NSW Makes Plea to Qld Over Agricultural Workers

NSW Makes Plea to Qld Over Agricultural Workers
NSW Premier Gladys Berejiklian at a press conference in Homebush in Sydney, Australia on Aug. 17, 2020. Brook Mitchell/Getty Images
AAP
By AAP
Updated:

The NSW government has accused Queensland of playing politics over its refusal to allow agricultural workers to move freely between the two states.

Queensland on Sept 4 agreed at national cabinet to aim to reopen its borders by Christmas.

However, together with Tasmania and Western Australia, the state declined to endorse a national agriculture code which would deem agricultural work an essential service.

NSW Premier Gladys Berejiklian said the code was crucial for Australia’s agricultural sector after years of drought were succeeded by a bumper harvest this year.
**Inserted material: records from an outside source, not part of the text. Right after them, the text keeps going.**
use crate::executor::Executor;
use crate::tcp::{TcpListener, TcpStream};
use crate::worker::{Worker, WorkerError};
use std::{hint::black_box, io, rc::Rc, time::Instant};
use thiserror::Error;
use tokio::io::{AsyncRead, AsyncReadExt, AsyncWrite, AsyncWriteExt};
use tracing::{debug, error, info, warn};

/// `/block`和`/offload`默认的计数循环次数
pub const DEFAULT_BLOCK_ITERS: u64 = 400_000_000;

/// 请求头最多读这么多字节
const MAX_REQUEST_BYTES: usize = 8 * 1024;

#[derive(Debug, Error)]
pub enum HttpError {
    #[error("malformed request line: {0:?}")]
    Malformed(String),
    #[error("request head too large")]
    TooLarge,
    #[error(transparent)]
    Io(#[from] io::Error),
}

/// 解析后的请求。只关心请求行，头部读完即弃。
#[derive(Debug)]
pub struct Request {
    pub method: String,
    pub path: String,
}

impl Request {
    /// 解析`"GET /path HTTP/1.1"`形式的请求行
    pub fn parse(line: &str) -> Result<Self, HttpError> {
        let mut parts = line.split_whitespace();
        match (parts.next(), parts.next(), parts.next(), parts.next()) {
            (Some(method), Some(path), Some(version), None) if version.starts_with("HTTP/") => {
                Ok(Self {
                    method: method.to_string(),
                    path: path.to_string(),
                })
            }
            _ => Err(HttpError::Malformed(line.to_string())),
        }
    }
}

/// 纯文本响应
#[derive(Debug)]
pub struct Response {
    status: u16,
    reason: &'static str,
    body: String,
}

impl Response {
    pub fn ok(body: impl Into<String>) -> Self {
        Self {
            status: 200,
            reason: "OK",
            body: body.into(),
        }
    }

    pub fn bad_request() -> Self {
        Self {
            status: 400,
            reason: "Bad Request",
            body: "bad request\n".to_string(),
        }
    }

    pub fn not_found() -> Self {
        Self {
            status: 404,
            reason: "Not Found",
            body: "not found\n".to_string(),
        }
    }

    pub fn method_not_allowed() -> Self {
        Self {
            status: 405,
            reason: "Method Not Allowed",
            body: "only GET is served here\n".to_string(),
        }
    }

    pub fn internal_error(message: impl Into<String>) -> Self {
        let mut body = message.into();
        if !body.ends_with('\n') {
            body.push('\n');
        }
        Self {
            status: 500,
            reason: "Internal Server Error",
            body,
        }
    }

    pub fn status(&self) -> u16 {
        self.status
    }

    pub fn body(&self) -> &str {
        &self.body
    }

    pub async fn write_to<W: AsyncWrite + Unpin>(&self, writer: &mut W) -> io::Result<()> {
        let head = format!(
            "HTTP/1.1 {} {}\r\nContent-Type: text/plain\r\nContent-Length: {}\r\nConnection: close\r\n\r\n",
            self.status,
            self.reason,
            self.body.len()
        );
        writer.write_all(head.as_bytes()).await?;
        writer.write_all(self.body.as_bytes()).await?;
        writer.flush().await
    }
}

/// 三路由演示服务：`/`非阻塞、`/block`阻塞、`/offload`卸载到`Worker`
pub struct Server {
    block_iters: u64,
}

impl Default for Server {
    fn default() -> Self {
        Self::new()
    }
}

impl Server {
    pub fn new() -> Self {
        Self::with_block_iters(DEFAULT_BLOCK_ITERS)
    }

    pub fn with_block_iters(block_iters: u64) -> Self {
        Self { block_iters }
    }

    /// accept循环。每个连接丢进一个新任务处理，accept本身永远不等待连接处理。
    pub async fn serve(self, listener: TcpListener) -> io::Result<()> {
        let server = Rc::new(self);
        loop {
            let (stream, peer) = listener.accept().await?;
            debug!(%peer, "connection accepted");
            let server = server.clone();
            Executor::spawn(async move {
                if let Err(err) = server.handle(stream).await {
                    warn!(error = %err, "connection failed");
                }
            });
        }
    }

    /// 读一个请求、路由、写回响应、关写端
    pub async fn handle(&self, mut stream: TcpStream) -> Result<(), HttpError> {
        let response = match read_request(&mut stream).await {
            Ok(request) => self.route(&request).await,
            Err(HttpError::Io(err)) => return Err(HttpError::Io(err)),
            Err(err) => {
                warn!(error = %err, "bad request");
                Response::bad_request()
            }
        };
        response.write_to(&mut stream).await?;
        stream.shutdown().await?;
        Ok(())
    }

    pub async fn route(&self, request: &Request) -> Response {
        if request.method != "GET" {
            return Response::method_not_allowed();
        }
        match request.path.as_str() {
            "/" => {
                let started = Instant::now();
                info!("baseline: replying immediately");
                let response = Response::ok("hello\n");
                info!(elapsed = ?started.elapsed(), "baseline: reply ready");
                response
            }
            "/block" => {
                let started = Instant::now();
                info!(iters = self.block_iters, "blocking the loop thread");
                let count = count_up(self.block_iters);
                info!(elapsed = ?started.elapsed(), "loop thread unblocked");
                Response::ok(format!("counted to {} on the loop thread\n", count))
            }
            "/offload" => {
                let started = Instant::now();
                match self.offload().await {
                    Ok(count) => {
                        info!(elapsed = ?started.elapsed(), "worker replied");
                        Response::ok(format!("counted to {} on a worker\n", count))
                    }
                    Err(err) => {
                        error!(error = %err, "worker failed");
                        Response::internal_error(err.to_string())
                    }
                }
            }
            _ => Response::not_found(),
        }
    }

    /// 每个请求一个`Worker`：发一条消息，等回复，然后关掉它
    async fn offload(&self) -> Result<u64, WorkerError> {
        let worker = Worker::spawn(count_up)?;
        let reply = worker.call(self.block_iters).await;
        if worker.terminate().is_err() {
            warn!("worker did not shut down cleanly");
        }
        reply
    }
}

/// 同步计数大循环。`black_box`防止整个循环被优化掉。
pub fn count_up(iters: u64) -> u64 {
    let mut count = 0u64;
    for _ in 0..iters {
        count = black_box(count) + 1;
    }
    count
}

/// 读到空行为止，然后解析请求行
pub async fn read_request<R: AsyncRead + Unpin>(reader: &mut R) -> Result<Request, HttpError> {
    let mut buf = Vec::with_capacity(1024);
    let mut chunk = [0u8; 1024];
    loop {
        if let Some(end) = header_end(&buf) {
            let head = std::str::from_utf8(&buf[..end])
                .map_err(|_| HttpError::Malformed("<not utf-8>".to_string()))?;
            let line = head
                .lines()
                .next()
                .ok_or_else(|| HttpError::Malformed(String::new()))?;
            return Request::parse(line);
        }
        if buf.len() >= MAX_REQUEST_BYTES {
            return Err(HttpError::TooLarge);
        }
        let n = reader.read(&mut chunk).await?;
        if n == 0 {
            return Err(HttpError::Malformed("<connection closed early>".to_string()));
        }
        buf.extend_from_slice(&chunk[..n]);
    }
}

fn header_end(buf: &[u8]) -> Option<usize> {
    buf.windows(4).position(|w| w == b"\r\n\r\n")
}

#[cfg(test)]
mod tests {
    use super::*;
    use crate::executor::Executor;
    use assert_matches::assert_matches;

    #[test]
    fn parses_a_plain_request_line() {
        let request = Request::parse("GET /block HTTP/1.1").unwrap();
        assert_eq!(request.method, "GET");
        assert_eq!(request.path, "/block");
    }

    #[test]
    fn rejects_garbage_request_lines() {
        assert_matches!(Request::parse("GET"), Err(HttpError::Malformed(_)));
        assert_matches!(Request::parse("GET / nonsense"), Err(HttpError::Malformed(_)));
        assert_matches!(
            Request::parse("GET / HTTP/1.1 extra"),
            Err(HttpError::Malformed(_))
        );
    }

    #[test]
    fn reads_a_request_from_a_buffer() {
        let ex = Executor::new();
        let request = ex.block_on(|| async {
            let mut raw: &[u8] = b"GET /offload HTTP/1.1\r\nHost: localhost\r\n\r\n";
            read_request(&mut raw).await.unwrap()
        });
        assert_eq!(request.path, "/offload");
    }

    #[test]
    fn truncated_requests_are_malformed() {
        let ex = Executor::new();
        let result = ex.block_on(|| async {
            let mut raw: &[u8] = b"GET / HTTP/1.1\r\nHost:";
            read_request(&mut raw).await
        });
        assert_matches!(result, Err(HttpError::Malformed(_)));
    }

    #[test]
    fn responses_carry_status_line_and_content_length() {
        let ex = Executor::new();
        let written = ex.block_on(|| async {
            let mut out = Vec::new();
            Response::ok("hello\n").write_to(&mut out).await.unwrap();
            out
        });
        let text = String::from_utf8(written).unwrap();
        assert!(text.starts_with("HTTP/1.1 200 OK\r\n"));
        assert!(text.contains("Content-Length: 6\r\n"));
        assert!(text.ends_with("\r\n\r\nhello\n"));
    }

    #[test]
    fn baseline_route_replies_immediately() {
        let ex = Executor::new();
        let response = ex.block_on(|| async {
            let server = Server::with_block_iters(10);
            server
                .route(&Request::parse("GET / HTTP/1.1").unwrap())
                .await
        });
        assert_eq!(response.status(), 200);
        assert_eq!(response.body(), "hello\n");
    }

    #[test]
    fn block_route_counts_on_the_loop_thread() {
        let ex = Executor::new();
        let response = ex.block_on(|| async {
            let server = Server::with_block_iters(12345);
            server
                .route(&Request::parse("GET /block HTTP/1.1").unwrap())
                .await
        });
        assert_eq!(response.status(), 200);
        assert!(response.body().contains("12345"));
    }

    #[test]
    fn offload_route_counts_on_a_worker() {
        let ex = Executor::new();
        let response = ex.block_on(|| async {
            let server = Server::with_block_iters(54321);
            server
                .route(&Request::parse("GET /offload HTTP/1.1").unwrap())
                .await
        });
        assert_eq!(response.status(), 200);
        assert!(response.body().contains("54321"));
        assert!(response.body().contains("worker"));
    }

    #[test]
    fn unknown_paths_get_404_and_non_get_gets_405() {
        let ex = Executor::new();
        let (missing, posted) = ex.block_on(|| async {
            let server = Server::with_block_iters(10);
            let missing = server
                .route(&Request::parse("GET /nope HTTP/1.1").unwrap())
                .await;
            let posted = server
                .route(&Request::parse("POST / HTTP/1.1").unwrap())
                .await;
            (missing, posted)
        });
        assert_eq!(missing.status(), 404);
        assert_eq!(posted.status(), 405);
    }
}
She again implored Queensland Premier Annastacia Palaszczuk to revise her hardline position on borders, saying Australia’s eastern states are “inextricably linked” and needed to cooperate.

“We’re Australians as well as people who live in NSW,” Berejiklian said on Friday.
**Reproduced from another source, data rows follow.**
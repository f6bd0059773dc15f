use crate::executor::{get_timers, EX};
use std::{
    collections::BTreeMap,
    future::Future,
    mem,
    pin::Pin,
    task::{Context, Poll, Waker},
    time::{Duration, Instant},
};

/// 定时器队列
///
/// 按`(到期时间, 序号)`排序，序号单调递增，让同一到期时间的定时器保持先来后到。
/// Event Loop在定时器阶段调用`fire_due`，最早到期的最先被唤醒。
pub(crate) struct TimerQueue {
    entries: BTreeMap<(Instant, u64), Waker>,
    next_id: u64,
}

impl TimerQueue {
    pub fn new() -> Self {
        Self {
            entries: BTreeMap::new(),
            next_id: 0,
        }
    }

    /// 登记一个定时器，返回用于改签/取消的序号
    pub fn insert(&mut self, deadline: Instant, waker: Waker) -> u64 {
        let id = self.next_id;
        self.next_id += 1;
        self.entries.insert((deadline, id), waker);
        id
    }

    /// 替换已登记定时器的`Waker`（任务被移动后重新poll时发生）
    pub fn update(&mut self, deadline: Instant, id: u64, waker: &Waker) {
        if let Some(slot) = self.entries.get_mut(&(deadline, id)) {
            if !slot.will_wake(waker) {
                *slot = waker.clone();
            }
        }
    }

    /// 取消一个定时器。对已触发的定时器是空操作。
    pub fn cancel(&mut self, deadline: Instant, id: u64) {
        self.entries.remove(&(deadline, id));
    }

    /// 最近一个到期时间
    pub fn next_deadline(&self) -> Option<Instant> {
        self.entries.keys().next().map(|(deadline, _)| *deadline)
    }

    /// 距最近一个到期时间还有多久，作为`reactor.wait()`的超时
    pub fn next_timeout(&self, now: Instant) -> Option<Duration> {
        self.next_deadline()
            .map(|deadline| deadline.saturating_duration_since(now))
    }

    /// 唤醒所有到期的定时器，返回触发个数
    pub fn fire_due(&mut self, now: Instant) -> usize {
        let later = self.entries.split_off(&(now, u64::MAX));
        let due = mem::replace(&mut self.entries, later);
        let fired = due.len();
        for ((deadline, id), waker) in due {
            tracing::trace!(?deadline, id, "timer fired");
            waker.wake();
        }
        fired
    }
}

/// 在当前Event Loop上睡`duration`，到期后在定时器阶段被唤醒
///
/// 只能在`block_on`内部`await`。
pub fn sleep(duration: Duration) -> Sleep {
    Sleep {
        deadline: Instant::now() + duration,
        key: None,
    }
}

/// `sleep`返回的`Future`。提前drop会把定时器从队列里摘掉。
pub struct Sleep {
    deadline: Instant,
    key: Option<u64>,
}

impl Future for Sleep {
    type Output = ();

    fn poll(mut self: Pin<&mut Self>, cx: &mut Context<'_>) -> Poll<()> {
        if Instant::now() >= self.deadline {
            if let Some(id) = self.key.take() {
                get_timers().borrow_mut().cancel(self.deadline, id);
            }
            return Poll::Ready(());
        }
        let timers = get_timers();
        let mut timers = timers.borrow_mut();
        match self.key {
            Some(id) => timers.update(self.deadline, id, cx.waker()),
            None => self.key = Some(timers.insert(self.deadline, cx.waker().clone())),
        }
        Poll::Pending
    }
}

impl Drop for Sleep {
    fn drop(&mut self) {
        if let Some(id) = self.key.take() {
            if EX.is_set() {
                get_timers().borrow_mut().cancel(self.deadline, id);
            }
        }
    }
}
NSW Agriculture Minister Adam Marshall was less diplomatic in his criticism of the states that declined to sign up.

“What we have seen today is an abject failure of leadership from those first ministers,” he said in a statement on Friday.
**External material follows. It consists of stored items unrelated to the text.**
//! 三路由演示HTTP服务
//!
//! - `GET /`        立刻响应，accept线程不被占用
//! - `GET /block`   在Event Loop线程上同步计数再响应，期间所有连接都被拖住
//! - `GET /offload` 把计数丢给一个一次性`Worker`线程，循环继续服务其他连接
//!
//! 环境变量：`LISTEN_ADDR`（默认127.0.0.1:3000）、`BLOCK_ITERS`（默认4亿）。

use mini_event_loop::executor::Executor;
use mini_event_loop::http::{Server, DEFAULT_BLOCK_ITERS};
use mini_event_loop::tcp::TcpListener;
use tracing::info;
use tracing_subscriber::EnvFilter;

fn main() -> anyhow::Result<()> {
    dotenvy::dotenv().ok();
    tracing_subscriber::fmt()
        .with_env_filter(EnvFilter::try_from_default_env().unwrap_or_else(|_| EnvFilter::new("info")))
        .init();

    let addr = std::env::var("LISTEN_ADDR").unwrap_or_else(|_| "127.0.0.1:3000".to_string());
    let block_iters = std::env::var("BLOCK_ITERS")
        .ok()
        .and_then(|raw| raw.parse().ok())
        .unwrap_or(DEFAULT_BLOCK_ITERS);

    let ex = Executor::new();
    ex.block_on(|| {
        let addr = addr.clone();
        async move {
            let listener = TcpListener::bind(&addr)?;
            info!(%addr, block_iters, "listening");
            println!("try, in separate terminals:");
            println!("  curl http://{}/", addr);
            println!("  curl http://{}/block    # stalls every other request", addr);
            println!("  curl http://{}/offload  # loop stays responsive", addr);
            Server::with_block_iters(block_iters).serve(listener).await?;
            Ok::<_, anyhow::Error>(())
        }
    })
}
“Politics has been allowed to trump common sense and our nation’s agricultural industry has been grossly let down as a result.”

NSW will forge ahead with the code anyway, working with Victoria, South Australia and the Commonwealth to allow agricultural workers to move freely between the southeastern states.

The spat between Berejiklian and her northern counterpart over the border intensified this week, after the Queensland government declared it won’t change its border regulations until NSW passes 28 consecutive days without COVID-19 community transmission.

Berejiklian says it’s an impossible ask.

Meanwhile in NSW, eight new cases were recorded on Friday, forcing another Sydney school to shut.

With Father’s Day on Sunday, NSW Health also advised against visiting Sydney, Blue Mountains or Central Coast aged care homes over the weekend.